### What is expected:
Filter the data for lines with the word "contains" and copy those lines.

### Data supplied:
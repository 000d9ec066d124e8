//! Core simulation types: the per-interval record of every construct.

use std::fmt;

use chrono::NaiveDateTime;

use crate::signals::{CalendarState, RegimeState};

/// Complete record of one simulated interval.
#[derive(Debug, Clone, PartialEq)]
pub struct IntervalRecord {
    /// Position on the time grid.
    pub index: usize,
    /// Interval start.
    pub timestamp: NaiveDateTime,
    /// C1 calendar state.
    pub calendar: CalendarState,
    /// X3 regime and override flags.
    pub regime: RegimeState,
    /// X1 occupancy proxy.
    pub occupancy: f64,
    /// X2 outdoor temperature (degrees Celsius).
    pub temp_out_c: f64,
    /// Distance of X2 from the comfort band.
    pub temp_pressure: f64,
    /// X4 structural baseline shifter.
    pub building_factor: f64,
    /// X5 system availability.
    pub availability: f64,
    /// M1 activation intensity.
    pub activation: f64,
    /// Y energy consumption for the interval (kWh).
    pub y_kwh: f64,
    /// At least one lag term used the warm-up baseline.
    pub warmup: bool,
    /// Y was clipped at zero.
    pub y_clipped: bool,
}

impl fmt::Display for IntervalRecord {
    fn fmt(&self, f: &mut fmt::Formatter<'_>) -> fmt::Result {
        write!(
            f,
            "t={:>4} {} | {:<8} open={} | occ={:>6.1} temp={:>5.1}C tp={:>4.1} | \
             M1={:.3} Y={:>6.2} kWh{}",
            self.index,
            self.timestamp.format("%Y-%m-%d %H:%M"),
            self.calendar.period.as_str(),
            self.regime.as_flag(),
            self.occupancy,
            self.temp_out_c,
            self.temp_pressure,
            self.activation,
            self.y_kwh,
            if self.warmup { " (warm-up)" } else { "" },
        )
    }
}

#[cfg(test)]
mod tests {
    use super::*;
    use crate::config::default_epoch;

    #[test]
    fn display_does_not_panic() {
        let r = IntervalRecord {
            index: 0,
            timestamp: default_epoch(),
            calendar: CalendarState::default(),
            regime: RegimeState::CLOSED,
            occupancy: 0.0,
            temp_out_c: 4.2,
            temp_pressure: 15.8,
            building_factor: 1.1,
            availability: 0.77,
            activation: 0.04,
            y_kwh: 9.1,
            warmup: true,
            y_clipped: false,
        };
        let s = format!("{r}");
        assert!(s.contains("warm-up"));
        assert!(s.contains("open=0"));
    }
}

* * *

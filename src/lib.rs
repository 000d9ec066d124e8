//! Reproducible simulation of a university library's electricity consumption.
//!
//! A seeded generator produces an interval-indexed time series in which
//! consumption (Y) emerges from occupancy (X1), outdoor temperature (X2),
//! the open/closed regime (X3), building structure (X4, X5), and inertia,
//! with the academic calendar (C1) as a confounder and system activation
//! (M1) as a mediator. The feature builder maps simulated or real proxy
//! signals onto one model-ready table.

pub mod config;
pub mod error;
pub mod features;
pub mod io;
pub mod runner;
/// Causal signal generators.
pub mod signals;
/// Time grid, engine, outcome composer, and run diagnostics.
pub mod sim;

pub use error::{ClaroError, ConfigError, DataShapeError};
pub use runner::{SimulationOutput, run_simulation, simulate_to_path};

### Expected answer:
        assert!(s.contains("warm-up"));
        assert!(s.contains("open=0"));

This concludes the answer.